For the 1941 inauguration of V. Raymond Edman she wrote:
My word of greeting to our new president is a very sincere welcome from the old to the new. I have been on this campus long enough to have been under the administration of each of our four presidents, and Wheaton has been to me in turn — President Jonathan Blanchard, President Charles Blanchard, President J. Oliver Buswell, Jr. — as it is to me in days to come, President Edman…I see the picture clearly, it is the heroic type. Wheaton will not be Wheaton if it ever loses that type as its head.
Upon her retirement in 1942 Darien Straw wrote:
When Miss Dow began teaching here she was an experienced teacher. Teachers were invited for reasons. I do not know that they ever applied for the job. Schedules were thirty hours a week. Salaries were low and pro-rated, so that the College was kept out of debt by paying all bills, and what was left was apportioned among the teachers with the understanding that accounts were closed at the end of each year. I doubt whether she ever had a written contract for salary yet. She taught all around the curriculum; if a department was short, she could substitute. It is rare for a woman to take a man’s chair and hold it for more than half a century. She did it. Always poised, always sedate, a thousand abstract Christian virtues embodied in the concrete; a walking literary library, with no slang version; among her pupils admired, among her students loved, wherever known and respected; Doctor Dow is thus held in high esteem by the trustees and carries with her ever their benediction and felicitation.
In 1944 100 friends honored Dow on her 85th birthday, visiting her home at 527 Kenilworth. Two outstanding features of the decorated dining room were the large centerpieces of red roses and two two-tier cakes; the latter were brought from Ann Arbor, Michigan. Miss Julia Blanchard assisted with refreshments during the afternoon. Friends and alumni, ranging throughout her 50-year teaching career, offered congratulations. Miss Dow received cards, flowers and gifts from those who could not attend. Special verse messages by Darien Straw and Judge Frank Herrick were read.
She died on October 29, 1944.
Orrin E. Tiffany was born March 27, 1868 to DeWitt and Lidia Parker Tiffany and grew up in Havana, Minnesota.

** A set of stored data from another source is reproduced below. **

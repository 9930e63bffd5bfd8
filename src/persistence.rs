//! CSV persistence for calculation history.
//!
//! One row per record, mandatory header, values rendered as strings:
//! `operation,operand1,operand2,result,timestamp`. Writes are atomic (temp
//! file + rename) and parent directories are created as needed. A missing
//! file is not an error; a header-only file is an empty history.

use std::fs;
use std::path::{Path, PathBuf};

use crate::calculation::Calculation;
use crate::error::{CalcError, CalcResult};

const HEADER: &str = "operation,operand1,operand2,result,timestamp";

/// Save/load adapter bound to one history file path.
#[derive(Debug, Clone)]
pub struct HistoryStore {
    path: PathBuf,
}

impl HistoryStore {
    pub fn new(path: impl Into<PathBuf>) -> Self {
        Self { path: path.into() }
    }

    pub fn path(&self) -> &Path {
        &self.path
    }

    /// Serialize the history and write it atomically.
    ///
    /// An empty history produces a file containing only the column header.
    pub fn save(&self, history: &[Calculation]) -> CalcResult<()> {
        let mut contents = String::with_capacity(64 * (history.len() + 1));
        contents.push_str(HEADER);
        contents.push('\n');
        for record in history {
            // None of the rendered fields can contain a comma or newline, so
            // no quoting is needed.
            contents.push_str(&format!(
                "{},{},{},{},{}\n",
                record.operation,
                record.operand1,
                record.operand2,
                record.result,
                record.timestamp.to_rfc3339()
            ));
        }
        write_atomic(&self.path, contents.as_bytes()).map_err(|e| {
            tracing::error!("Failed to save history to {}: {e}", self.path.display());
            CalcError::operation_with("Failed to save history", e)
        })?;
        tracing::info!(
            "Saved {} records to {}",
            history.len(),
            self.path.display()
        );
        Ok(())
    }

    /// Parse the history file back into records.
    ///
    /// Each row's result is recomputed from its operation and operands (see
    /// [`Calculation::from_record`]); a mismatch with the stored value is
    /// logged and corrected, never fatal. A malformed row fails the whole
    /// load.
    pub fn load(&self) -> CalcResult<Vec<Calculation>> {
        if !self.path.exists() {
            tracing::info!(
                "No history file found at {}; starting with empty history",
                self.path.display()
            );
            return Ok(Vec::new());
        }
        let raw = fs::read_to_string(&self.path).map_err(|e| {
            tracing::error!("Failed to read {}: {e}", self.path.display());
            CalcError::operation_with("Failed to load history", e)
        })?;

        let mut lines = raw.lines();
        let Some(header) = lines.next() else {
            tracing::info!("History file {} is empty", self.path.display());
            return Ok(Vec::new());
        };
        if header.trim() != HEADER {
            return Err(CalcError::operation(format!(
                "Failed to load history: unexpected header '{}'",
                header.trim()
            )));
        }

        let mut records = Vec::new();
        for (index, line) in lines.enumerate() {
            if line.trim().is_empty() {
                continue;
            }
            let fields: Vec<&str> = line.split(',').collect();
            if fields.len() != 5 {
                return Err(CalcError::operation(format!(
                    "Failed to load history: malformed row {} in {}",
                    index + 2,
                    self.path.display()
                )));
            }
            let record =
                Calculation::from_record(fields[0], fields[1], fields[2], fields[3], fields[4])
                    .map_err(|e| {
                        tracing::error!(
                            "Failed to parse row {} in {}: {e}",
                            index + 2,
                            self.path.display()
                        );
                        CalcError::operation_with("Failed to load history", e)
                    })?;
            records.push(record);
        }

        if records.is_empty() {
            tracing::info!("Loaded empty history from {}", self.path.display());
        } else {
            tracing::info!(
                "Loaded {} records from {}",
                records.len(),
                self.path.display()
            );
        }
        Ok(records)
    }
}

fn write_atomic(path: &Path, data: &[u8]) -> std::io::Result<()> {
    if let Some(parent) = path.parent() {
        fs::create_dir_all(parent)?;
    }
    let tmp = path.with_extension("csv.tmp");
    fs::write(&tmp, data)?;
    fs::rename(&tmp, path)
}

#[cfg(test)]
#[allow(clippy::unwrap_used)]
mod tests {
    use super::*;
    use crate::calculation::OperationKind;
    use rust_decimal::Decimal;
    use std::io::Write as _;

    fn dec(s: &str) -> Decimal {
        s.parse().unwrap()
    }

    fn store_in(dir: &tempfile::TempDir) -> HistoryStore {
        HistoryStore::new(dir.path().join("history").join("calculator_history.csv"))
    }

    #[test]
    fn test_save_and_load_round_trip() {
        let dir = tempfile::tempdir().unwrap();
        let store = store_in(&dir);
        let history = vec![
            Calculation::new(OperationKind::Addition, dec("2"), dec("3")).unwrap(),
            Calculation::new(OperationKind::Multiplication, dec("4"), dec("5")).unwrap(),
            Calculation::new(OperationKind::Division, dec("10"), dec("4")).unwrap(),
        ];

        store.save(&history).unwrap();
        let loaded = store.load().unwrap();

        assert_eq!(loaded, history);
        // Timestamps survive the RFC 3339 round trip exactly.
        assert_eq!(loaded[0].timestamp, history[0].timestamp);
    }

    #[test]
    fn test_save_empty_history_writes_header_only() {
        let dir = tempfile::tempdir().unwrap();
        let store = store_in(&dir);

        store.save(&[]).unwrap();

        let contents = fs::read_to_string(store.path()).unwrap();
        assert_eq!(contents, format!("{HEADER}\n"));
        assert!(store.load().unwrap().is_empty());
    }

    #[test]
    fn test_load_missing_file_is_empty() {
        let dir = tempfile::tempdir().unwrap();
        let store = store_in(&dir);
        assert!(store.load().unwrap().is_empty());
    }

    #[test]
    fn test_load_corrects_result_mismatch() {
        let dir = tempfile::tempdir().unwrap();
        let store = store_in(&dir);
        fs::create_dir_all(store.path().parent().unwrap()).unwrap();
        let mut file = fs::File::create(store.path()).unwrap();
        writeln!(file, "{HEADER}").unwrap();
        writeln!(file, "Addition,2,3,10,2024-01-15T10:30:45+00:00").unwrap();

        let loaded = store.load().unwrap();
        assert_eq!(loaded.len(), 1);
        assert_eq!(loaded[0].result, dec("5"));
    }

    #[test]
    fn test_load_malformed_row_fails() {
        let dir = tempfile::tempdir().unwrap();
        let store = store_in(&dir);
        fs::create_dir_all(store.path().parent().unwrap()).unwrap();
        let mut file = fs::File::create(store.path()).unwrap();
        writeln!(file, "{HEADER}").unwrap();
        writeln!(file, "Addition,2,3").unwrap();

        let err = store.load().unwrap_err();
        assert!(err.to_string().starts_with("Failed to load history"));
    }

    #[test]
    fn test_load_bad_operand_fails() {
        let dir = tempfile::tempdir().unwrap();
        let store = store_in(&dir);
        fs::create_dir_all(store.path().parent().unwrap()).unwrap();
        let mut file = fs::File::create(store.path()).unwrap();
        writeln!(file, "{HEADER}").unwrap();
        writeln!(file, "Addition,junk,3,5,2024-01-15T10:30:45+00:00").unwrap();

        let err = store.load().unwrap_err();
        assert_eq!(err.to_string(), "Failed to load history");
    }

    #[test]
    fn test_save_creates_parent_directories() {
        let dir = tempfile::tempdir().unwrap();
        let store = HistoryStore::new(dir.path().join("a").join("b").join("history.csv"));
        store.save(&[]).unwrap();
        assert!(store.path().exists());
    }
}
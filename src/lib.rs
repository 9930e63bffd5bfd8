//! RustyCalc - an interactive decimal calculator with persistent history
//!
//! This library provides the core functionality for RustyCalc, including:
//! - Ten arithmetic operations over arbitrary-precision decimals
//! - A factory for resolving operations by name, open to custom registrations
//! - A history engine with memento-based undo/redo and observer hooks
//! - CSV persistence for calculation history
//!
//! # Example
//!
//! ```no_run
//! use rusty_calc::config::CalculatorConfig;
//! use rusty_calc::engine::Calculator;
//! use rusty_calc::operations::OperationFactory;
//!
//! fn main() -> anyhow::Result<()> {
//!     let mut calculator = Calculator::new(CalculatorConfig::default());
//!
//!     calculator.set_operation(OperationFactory::create("add")?);
//!     let sum = calculator.perform_operation("2", "3")?;
//!     assert_eq!(sum.to_string(), "5");
//!
//!     calculator.undo();
//!     assert!(calculator.history().is_empty());
//!     Ok(())
//! }
//! ```

pub mod calculation;
pub mod config;
pub mod engine;
pub mod error;
pub mod logger;
pub mod operations;
pub mod persistence;
pub mod repl;

// Re-export commonly used types
pub use calculation::{Calculation, OperationKind};
pub use config::CalculatorConfig;
pub use engine::{Calculator, HistoryMemento, HistoryObserver, LoggingObserver, SharedObserver};
pub use error::{CalcError, CalcResult};
pub use operations::{Operation, OperationFactory};
pub use persistence::HistoryStore;
pub use repl::Repl;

After the death of his first wife of twenty-five years, Grace English, Dr. Tiffany married Kathrine Bellanger MacDonald in 1925. Dr. Tiffany came to Wheaton College in 1929 as Chairman of the Department of History and Social Sciences, and was Professor of American and Recent World History until his retirement in 1945. Among his students and faculty colleagues he was well known for his interest in world affairs; former graduates of the department frequently wrote to him for his views on international developments. Tiffany earned his A.B., A.M., and Ph.D. degrees at the University of Michigan, and was among the first recipients for the Phi Beta Kappa honor shortly after it was offered. In 1945, Seattle Pacific College conferred on him the honorary degree of Doctor of Laws. Before coming to Wheaton College, Dr. Tiffany held professorships and administrative posts at Greenville, Western Maryland, Seattle Pacific, and Whitworth College. In 1945 he attended the United Nations Conference on international organization in San Francisco. His most important contribution to scholarly writing was The Relations of the United States to the Canadian Rebellion of 1837-1838, published by the Buffalo Historical Society, and considered by recent historians as still “the most detailed study” and “the most satisfactory treatment of the subject.” Tiffany died February 2, 1950.

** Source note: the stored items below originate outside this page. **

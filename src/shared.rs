use std::collections::BTreeMap;
use std::sync::{Mutex, MutexGuard, PoisonError, TryLockError};

use crate::error::Error;
use crate::{Counting, Frame, FrameReport, LineCounter};

/// Serialises frame processing and resets behind one mutex, so a reset never
/// lands in the middle of a frame.
pub struct SharedCounter<C = LineCounter> {
    inner: Mutex<C>,
}

impl<C: Counting> SharedCounter<C> {
    pub fn new(counter: C) -> Self {
        Self {
            inner: Mutex::new(counter),
        }
    }

    pub fn process(&self, frame: &Frame) -> Result<FrameReport, Error> {
        self.lock().update(frame)
    }

    /// Waits for the in-flight frame, if any, then resets.
    pub fn reset_all(&self) {
        self.lock().reset()
    }

    /// Resets only if no frame is being processed right now.
    pub fn try_reset(&self) -> Result<(), Error> {
        match self.inner.try_lock() {
            Ok(mut counter) => counter.reset(),
            Err(TryLockError::Poisoned(p)) => p.into_inner().reset(),
            Err(TryLockError::WouldBlock) => return Err(Error::ConcurrentResetConflict),
        }

        Ok(())
    }

    pub fn counts(&self) -> BTreeMap<String, u64> {
        self.lock().counts()
    }

    pub fn into_inner(self) -> C {
        self.inner
            .into_inner()
            .unwrap_or_else(PoisonError::into_inner)
    }

    // a panic mid-frame leaves the stores consistent per record, keep going
    fn lock(&self) -> MutexGuard<'_, C> {
        self.inner.lock().unwrap_or_else(PoisonError::into_inner)
    }
}
use std::collections::BTreeMap;

use tracing::{debug, info, warn};

use crate::class_lock::ClassLocks;
use crate::config::Trigger;
use crate::counter::ClassCounters;
use crate::error::{Error, InvalidReason};
use crate::report::{CountEvent, FrameReport, ObjectState, VisualTag};
use crate::track::{TrackState, TrackStore};
use crate::zone::Zone;
use crate::Detection;

/// Zone geometry plus the three per-session stores. Processes one batch of
/// detections at a time.
#[derive(Debug, Clone)]
pub struct Scene {
    pub zone: Zone,
    trigger: Trigger,
    locks: ClassLocks,
    tracks: TrackStore,
    counters: ClassCounters,
}

impl Scene {
    pub fn new(zone: Zone, trigger: Trigger) -> Self {
        Self {
            zone,
            trigger,
            locks: ClassLocks::new(),
            tracks: TrackStore::new(),
            counters: ClassCounters::new(),
        }
    }

    /// Runs every detection of one frame through lock, track and count.
    /// Invalid records land in `report.rejected`; the rest of the batch is
    /// still processed.
    pub fn update(
        &mut self,
        detections: &[Detection],
        class_names: &[String],
        report: &mut FrameReport,
    ) {
        for det in detections {
            match self.observe(report.frame, report.timestamp, det, class_names) {
                Ok((object, event)) => {
                    report.objects.push(object);
                    report.events.extend(event);
                }
                Err(err) => {
                    warn!(track_id = det.track_id, "record skipped: {}", err);
                    report.rejected.push(err);
                }
            }
        }
    }

    fn observe(
        &mut self,
        frame: u64,
        timestamp: f32,
        det: &Detection,
        class_names: &[String],
    ) -> Result<(ObjectState, Option<CountEvent>), Error> {
        det.validate(class_names.len())?;

        let track_id = det.track_id;
        let center = det.center();

        let lock = self.locks.resolve(track_id, det.class);
        let class_name = class_names
            .get(lock.class() as usize)
            .ok_or_else(|| Error::InvalidRecord {
                track_id,
                reason: InvalidReason::UnknownClass(lock.class(), class_names.len()),
            })?;

        if !self.tracks.contains(track_id) {
            debug!(track_id, class = %class_name, y = center.y, "new track");
        }

        let zone = self.zone;
        let state = self.tracks.get_or_create(track_id, center.y, frame);
        state.advance(&zone, center.y, frame);

        let triggered = match self.trigger {
            Trigger::Band => zone.in_count_band(center.y),
            Trigger::Crossing => state.crossed(zone.count_y),
        };

        let mut event = None;
        if triggered && state.valid_entry && !state.counted {
            state.counted = true;

            let total = self.counters.increment(class_name);
            info!(track_id, class = %class_name, total, "object counted");

            event = Some(CountEvent {
                track_id,
                class_name: class_name.clone(),
                total,
                frame,
                timestamp,
            });
        }

        let tag = if state.counted {
            VisualTag::Confirmed
        } else if lock.is_new() {
            VisualTag::New
        } else {
            VisualTag::Locked
        };

        let object = ObjectState {
            track_id,
            tag,
            class_name: class_name.clone(),
            bbox: det.bbox,
            confidence: det.confidence,
            polygon: det.polygon.clone(),
        };

        Ok((object, event))
    }

    /// Forgets tracks idle for more than `max_idle` frames, along with their
    /// class locks. Totals are kept.
    pub fn evict_idle(&mut self, frame: u64, max_idle: u64) -> usize {
        let evicted = self.tracks.evict_idle(frame, max_idle);
        for &track_id in &evicted {
            self.locks.remove(track_id);
            debug!(track_id, "track evicted");
        }

        evicted.len()
    }

    pub fn reset(&mut self) {
        self.locks.clear();
        self.tracks.clear();
        self.counters.clear();
    }

    #[inline]
    pub fn counts(&self) -> BTreeMap<String, u64> {
        self.counters.snapshot()
    }

    #[inline]
    pub fn counters(&self) -> &ClassCounters {
        &self.counters
    }

    #[inline]
    pub fn track(&self, track_id: u32) -> Option<&TrackState> {
        self.tracks.get(track_id)
    }

    #[inline]
    pub fn locked_class(&self, track_id: u32) -> Option<i32> {
        self.locks.get(track_id)
    }

    #[inline]
    pub fn num_tracks(&self) -> usize {
        self.tracks.len()
    }
}

#[cfg(test)]
mod tests {
    use super::*;
    use crate::bbox::BBox;
    use crate::zone::ZoneConfig;

    fn names() -> Vec<String> {
        vec!["bolt".to_string(), "nut".to_string()]
    }

    fn det(track_id: u32, cy: f32, class: i32) -> Detection {
        Detection::new(track_id, BBox::ltrb(10.0, cy - 10.0, 30.0, cy + 10.0), class, 0.9)
    }

    fn step(scene: &mut Scene, frame: u64, dets: &[Detection]) -> FrameReport {
        let mut report = FrameReport::new(frame, frame as f32 * 0.04);
        scene.update(dets, &names(), &mut report);
        report
    }

    fn scene() -> Scene {
        Scene::new(Zone::from_height(480, &ZoneConfig::default()), Trigger::Band)
    }

    #[test]
    fn test_tags_progress() {
        let mut scene = scene();

        let r = step(&mut scene, 0, &[det(1, 310.0, 0)]);
        assert_eq!(r.objects[0].tag, VisualTag::New);

        let r = step(&mut scene, 1, &[det(1, 200.0, 0)]);
        assert_eq!(r.objects[0].tag, VisualTag::Locked);

        let r = step(&mut scene, 2, &[det(1, 80.0, 0)]);
        assert_eq!(r.objects[0].tag, VisualTag::Confirmed);
        assert_eq!(r.events.len(), 1);
        assert_eq!(r.events[0].frame, 2);

        let r = step(&mut scene, 3, &[det(1, 40.0, 0)]);
        assert_eq!(r.objects[0].tag, VisualTag::Confirmed);
        assert!(r.events.is_empty());
    }

    #[test]
    fn test_spawned_in_count_band_not_counted() {
        let mut scene = scene();

        for frame in 0..5 {
            let r = step(&mut scene, frame, &[det(1, 72.0, 0)]);
            assert!(r.events.is_empty());
        }

        assert_eq!(scene.track(1).map(|t| t.valid_entry), Some(false));
        assert_eq!(scene.counters().total(), 0);
    }

    #[test]
    fn test_counted_on_first_sighting_when_bands_overlap() {
        let config = ZoneConfig {
            entry_ratio: 0.5,
            count_ratio: 0.45,
            offset: 25.0,
        };
        let mut scene = Scene::new(Zone::from_height(480, &config), Trigger::Band);

        // entry_y = 240, count_y = 216: a first sighting at 220 sits in both bands
        let r = step(&mut scene, 0, &[det(1, 220.0, 1)]);

        assert_eq!(r.events.len(), 1);
        assert_eq!(r.events[0].class_name, "nut");
        assert_eq!(r.objects[0].tag, VisualTag::Confirmed);
    }

    #[test]
    fn test_rejected_record_leaves_no_state() {
        let mut scene = scene();

        let r = step(&mut scene, 0, &[det(1, 310.0, 5)]);
        assert_eq!(r.rejected.len(), 1);
        assert!(r.objects.is_empty());
        assert!(scene.track(1).is_none());
        assert_eq!(scene.locked_class(1), None);
    }

    #[test]
    fn test_evict_idle_drops_locks() {
        let mut scene = scene();
        step(&mut scene, 0, &[det(1, 310.0, 0), det(2, 310.0, 1)]);
        step(&mut scene, 4, &[det(2, 300.0, 1)]);

        assert_eq!(scene.evict_idle(4, 2), 1);
        assert!(scene.track(1).is_none());
        assert_eq!(scene.locked_class(1), None);
        assert_eq!(scene.locked_class(2), Some(1));
    }
}
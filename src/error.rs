use thiserror::Error;

#[derive(Debug, Error)]
pub enum Error {
    #[error("invalid record for track {track_id}: {reason}")]
    InvalidRecord { track_id: u32, reason: InvalidReason },

    #[error("zone configuration requested before any frame height is known")]
    ConfigurationMissing,

    #[error("reset requested while a frame is being processed, retry once it completes")]
    ConcurrentResetConflict,

    #[error("Io Error: {0}")]
    Io(#[from] std::io::Error),

    #[error("Config Error: {0}")]
    Config(#[from] serde_json::Error),
}

/// Why a single detection record was skipped.
#[derive(Debug, Clone, Copy, PartialEq, Error)]
pub enum InvalidReason {
    #[error("class id {0} is outside the class table of {1} names")]
    UnknownClass(i32, usize),

    #[error("degenerate bounding box {0:?}")]
    DegenerateBox([f32; 4]),
}
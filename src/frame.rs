use serde_derive::{Deserialize, Serialize};

use crate::detection::Detection;

#[derive(Serialize, Deserialize, Debug, Clone, Default)]
pub struct Frame {
    // (width, height) in px
    pub dims: (u32, u32),
    #[serde(default)]
    pub detections: Vec<Detection>,
    #[serde(default)]
    pub timestamp: f32, // in seconds
}

impl Frame {
    pub fn new(dims: (u32, u32), timestamp: f32, detections: Vec<Detection>) -> Self {
        Self {
            dims,
            detections,
            timestamp,
        }
    }

    #[inline]
    pub fn height(&self) -> u32 {
        self.dims.1
    }

    /// Drops detections below `min_confidence`.
    pub fn retain_confident(&mut self, min_confidence: f32) {
        self.detections.retain(|d| d.confidence >= min_confidence);
    }
}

The Tiffany Memorial Lectures were established nearly fifty years ago in 1952 at Wheaton College in honor of the late Dr. Orrin Edward Tiffany. The aim of the Tiffany Memorial Lecture on Foreign Affairs is to foster interest in and understanding of international affairs on the college campus. Past speakers include Kenneth Landon, Robert McNamara, Zbigniew Brzezinski, Mark Hatfield, John Lewis Gaddis, Robert Pastor, Anthony Lake, Robert Seiple, and James Turner Johnson.
The Orrin Tiffany Papers are available to researchers at Wheaton College. The collection contains general biographical information on Dr. Tiffany, including information regarding his activity at Greenville College, Seattle Pacific College, Whitworth College, and Wheaton College. There are materials related to his book, Canadian Rebellion, and a series devoted to the Tiffany Memorial Lectures at Wheaton College. The materials relating to the Tiffany Lectures comprise the bulk of the collection.

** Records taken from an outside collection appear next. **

use std::fs::File;
use std::io::{self, BufRead, BufReader, Write};
use std::path::PathBuf;

use anyhow::{Context, Result};
use clap::Parser;
use tracing::{info, warn};
use visioncount::{Counting, CountingConfig, Frame, LineCounter};

#[derive(Parser, Debug)]
#[command(
    name = "visioncount",
    about = "Counts tracked objects per class from a JSON-lines stream of frames"
)]
struct Args {
    /// Frames file, one JSON frame per line. `-` reads stdin
    #[arg(long, default_value = "-")]
    input: String,
    /// Class names in class id order
    #[arg(long, value_delimiter = ',', required = true)]
    classes: Vec<String>,
    /// JSON counting configuration
    #[arg(long, value_name = "PATH")]
    config: Option<PathBuf>,
    /// Minimum confidence; weaker detections never reach the counter
    #[arg(long, default_value_t = 0.8)]
    conf: f32,
    /// Print count events as JSON lines on stdout
    #[arg(long)]
    json: bool,
}

fn main() -> Result<()> {
    tracing_subscriber::fmt()
        .with_env_filter(
            tracing_subscriber::EnvFilter::try_from_default_env()
                .unwrap_or_else(|_| tracing_subscriber::EnvFilter::new("visioncount=info")),
        )
        .with_writer(io::stderr)
        .init();

    let args = Args::parse();

    let config = match &args.config {
        Some(path) => CountingConfig::load(path)
            .with_context(|| format!("loading config {}", path.display()))?,
        None => CountingConfig::default(),
    };

    info!(
        classes = args.classes.len(),
        conf = args.conf,
        trigger = ?config.trigger,
        "counter starting"
    );

    let reader: Box<dyn BufRead> = if args.input == "-" {
        Box::new(BufReader::new(io::stdin()))
    } else {
        let file = File::open(&args.input).with_context(|| format!("opening {}", args.input))?;
        Box::new(BufReader::new(file))
    };

    let mut counter = LineCounter::with_config(args.classes.iter().cloned(), config);
    let stdout = io::stdout();

    replay(reader, &mut counter, args.conf, args.json, &mut stdout.lock())
}

/// Feeds every frame line to `counter`. Blank lines are ignored, a `reset`
/// line resets the counts and malformed lines are logged and skipped. With
/// `json` set, count events go out as JSON lines followed by one final
/// `{"counts": ...}` object; otherwise the totals are printed as `class: count`.
fn replay<R: BufRead, W: Write>(
    reader: R,
    counter: &mut LineCounter,
    min_conf: f32,
    json: bool,
    out: &mut W,
) -> Result<()> {
    for (lineno, line) in reader.lines().enumerate() {
        let line = line?;
        let line = line.trim();

        if line.is_empty() {
            continue;
        }

        if line == "reset" {
            counter.reset();
            continue;
        }

        let mut frame: Frame = match serde_json::from_str(line) {
            Ok(frame) => frame,
            Err(err) => {
                warn!(line = lineno + 1, "wrong frame format: {}", err);
                continue;
            }
        };

        frame.retain_confident(min_conf);

        let report = match counter.update(&frame) {
            Ok(report) => report,
            Err(err) => {
                warn!(line = lineno + 1, "frame skipped: {}", err);
                continue;
            }
        };

        if json {
            for event in &report.events {
                serde_json::to_writer(&mut *out, event)?;
                writeln!(out)?;
            }
        }
    }

    let counts = counter.counts();
    info!(
        frames = counter.frames(),
        elapsed = counter.elapsed(),
        total = counts.values().sum::<u64>(),
        "stream finished"
    );

    if json {
        serde_json::to_writer(&mut *out, &serde_json::json!({ "counts": counts }))?;
        writeln!(out)?;
    } else {
        for (class, count) in &counts {
            writeln!(out, "{}: {}", class, count)?;
        }
    }

    Ok(())
}

#[cfg(test)]
mod tests {
    use super::*;
    use std::io::Cursor;

    fn frame_line(ts: f32, id: u32, cy: f32, p: f32) -> String {
        format!(
            r#"{{"dims": [640, 480], "timestamp": {}, "detections": [{{"id": {}, "bbox": [100, {}, 140, {}], "p": {}, "c": 0}}]}}"#,
            ts,
            id,
            cy - 15.0,
            cy + 15.0,
            p
        )
    }

    fn run(lines: &[String], json: bool) -> (LineCounter, String) {
        let mut counter = LineCounter::new(["bolt", "nut"]);
        let mut out = Vec::new();

        replay(Cursor::new(lines.join("\n")), &mut counter, 0.8, json, &mut out).unwrap();

        (counter, String::from_utf8(out).unwrap())
    }

    #[test]
    fn test_replay_prints_totals() {
        let lines = vec![frame_line(0.0, 1, 310.0, 0.9), frame_line(0.1, 1, 72.0, 0.9)];
        let (counter, out) = run(&lines, false);

        assert_eq!(counter.counts().get("bolt"), Some(&1));
        assert_eq!(out, "bolt: 1\n");
    }

    #[test]
    fn test_replay_reset_line_clears_counts() {
        let lines = vec![
            frame_line(0.0, 1, 310.0, 0.9),
            frame_line(0.1, 1, 72.0, 0.9),
            "reset".to_string(),
            frame_line(0.2, 2, 310.0, 0.9),
        ];
        let (counter, out) = run(&lines, false);

        assert!(counter.counts().is_empty());
        assert_eq!(counter.frames(), 3);
        assert_eq!(out, "");
    }

    #[test]
    fn test_replay_skips_bad_lines() {
        let lines = vec![
            frame_line(0.0, 1, 310.0, 0.9),
            "{not a frame".to_string(),
            String::new(),
            frame_line(0.1, 1, 72.0, 0.9),
        ];
        let (counter, _) = run(&lines, false);

        assert_eq!(counter.frames(), 2);
        assert_eq!(counter.counts().get("bolt"), Some(&1));
    }

    #[test]
    fn test_replay_drops_weak_detections() {
        let lines = vec![frame_line(0.0, 1, 310.0, 0.5), frame_line(0.1, 1, 72.0, 0.5)];
        let (counter, out) = run(&lines, false);

        assert!(counter.counts().is_empty());
        assert_eq!(counter.scene().map(|s| s.num_tracks()), Some(0));
        assert_eq!(out, "");
    }

    #[test]
    fn test_replay_json_ends_with_counts() {
        let lines = vec![frame_line(0.0, 1, 310.0, 0.9), frame_line(0.1, 1, 72.0, 0.9)];
        let (_, out) = run(&lines, true);

        let lines: Vec<serde_json::Value> = out
            .lines()
            .map(|l| serde_json::from_str(l).unwrap())
            .collect();

        assert_eq!(lines.len(), 2);
        assert_eq!(lines[0]["class_name"], "bolt");
        assert_eq!(lines[0]["total"], 1);
        assert_eq!(lines[1]["counts"]["bolt"], 1);
    }
}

In recent years much has been happening in the world of unions, collective rights and strikes. April 1st marks the anniversary of what has been called the longest strike in history. What makes the story of this strike amazing, along with its length, was who the strikers were. On April 1, 1914 the dismissal of the teachers of the local school in Burston, Norfolk, England took effect. Kitty and Tom Higdon were relieved of their duties. In response to this 66 of the school’s 72 children went on strike and marched about the village demanding the return of their teachers. Officially, the strike never ended.
In 1902 Parliament passed the Education Bill that stated that working-class children were entitled to an education. In places like Burston that education prepared students for little more than work in the factories, fields or domestic service. Christian educators like Tom and Kitty Higdon believed that that all children should have a better education than what many districts offered. They saw that education was an opportunity for a better life. In 1902 the Higdons began teaching near Aylsham, thirty-some miles from Burston. It was here, in this highly agricultural area, that they organized an agricultural workers union and help local workers make their way onto the local education committee. These committees were often dominated by farm owners who sought to be sure that students were educated sufficiently to work on local farms but not much more. With such limited education workers and their children often lived in squalid conditions and they often took children out of school whenever seasonal cheap labor was needed, thus hampering their education further.
By 1911 the Higdon’s work created a rift in the local community and they were dismissed. It was at this time that they moved south to Burston. In Burston the Higdons arrived and took up the posts of School Mistress and Assistant Master. Tom also served as a Methodist lay preacher. In this part of rural Norfolk the squires and farmers ruled and held sway over the workers, who were expected to work for very low wages–often barely enough to live on with both pay and living conditions at an appalling level. Housing was atrocious and people died because of conditions. The local rector’s salary was 15 times that of the average local worker.
Like Aylsham, the Higdon’s encouraged the workers to take matters into their own hands, especially through changing the Parish Council. It was the Parish Council that set the rates of pay for field workers. In 1914 the local workers were able to assume full control of the council after a full slate of local hands were elected. In response to their agitation the Higdons were removed as teachers by the local school council, a council still under the control of the farm owners. It was their removal that sparked the school strike. The school children marched to express their frustrations. The Higdons continued to teach the children on the local village green. To quell the defiance the school board took parents to court and fined them for failing maintain the enrollment of their children in school. When this didn’t succeed workers were evicted from their homes. The rector evicted workers from the land they rented to grow vegetables. Even the local Methodist minister was censured for aiding the students and their families. Eventually the students and teachers moved into local workshops and a “free” school was built and opened in 1917. It remained a “school of freedom” until 1939 when Tom Higdon’s death in 1939 when Kitty could no longer keep the school open.
The story of the strike is told in the 1985 film The Burston Rebellion directed by Norman Stone, whose papers are housed in the Special Collections.